=== ABOUT THIS TASK ===
In the entries below, count each line where "super" appears. Give the total and nothing more.

=== SUPPLIED DATA ===

◆ ◆ ◆ ◆

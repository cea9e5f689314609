//! Application error type and its mapping onto JSON HTTP responses.

use axum::Json;
use axum::http::StatusCode;
use axum::response::{IntoResponse, Response};
use serde::Serialize;
use serde_json::json;
use thiserror::Error;

use super::config::ConfigError;
use super::identity::IdentityError;

const INTERNAL_MSG: &str = "An internal server error occurred";

#[derive(Error, Debug)]
pub enum AppError {
    #[error("Validation failed")]
    Validation(#[from] validator::ValidationErrors),

    #[error("Invalid request format: {0}")]
    RequestFormat(String),

    #[error("Resource not found: {0}")]
    NotFound(String),

    // Internal Libraries
    #[error("Config operation failed")]
    Config(#[from] ConfigError),

    #[error("Identity provider operation failed")]
    Identity(#[from] IdentityError),

    // Third Party Libraries
    #[error("Sea ORM operation failed")]
    Database(#[from] sea_orm::DbErr),
}

#[derive(Serialize)]
struct ErrorResponse {
    message: String,
    #[serde(skip_serializing_if = "Option::is_none")]
    details: Option<serde_json::Value>,
}

fn internal() -> (StatusCode, String, Option<serde_json::Value>) {
    (StatusCode::INTERNAL_SERVER_ERROR, INTERNAL_MSG.to_string(), None)
}

impl IntoResponse for AppError {
    fn into_response(self) -> Response {
        let (status, message, details) = match self {
            AppError::Validation(err) => {
                let details = json!(err.field_errors());
                (StatusCode::UNPROCESSABLE_ENTITY, "Validation failed".to_string(), Some(details))
            },
            AppError::RequestFormat(msg) => (StatusCode::BAD_REQUEST, msg, None),
            AppError::NotFound(msg) => (StatusCode::NOT_FOUND, msg, None),

            AppError::Config(err) => {
                tracing::error!("Config getter error: {:?}", err);
                internal()
            },
            AppError::Identity(err) => match err {
                IdentityError::Rejected(_) => {
                    tracing::warn!("Identity provider rejected request: {:?}", err);
                    (StatusCode::UNAUTHORIZED, "Authentication failed".to_string(), None)
                },
                IdentityError::InvalidUrl(_) => {
                    tracing::error!("Identity provider misconfigured: {:?}", err);
                    internal()
                },
                IdentityError::Http(_) | IdentityError::UnexpectedStatus(_) => {
                    tracing::error!("Identity provider error: {:?}", err);
                    (StatusCode::BAD_GATEWAY, "Identity provider unavailable".to_string(), None)
                },
            },

            AppError::Database(err) => {
                tracing::error!("Database error: {:?}", err);
                internal()
            },
        };

        (status, Json(ErrorResponse { message, details })).into_response()
    }
}
pub mod profile;
pub mod profiles;

pub mod prelude {
    pub use super::profiles::Entity as Profiles;
}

◆ ◆ ◆ ◆

=== SOLUTION ===
3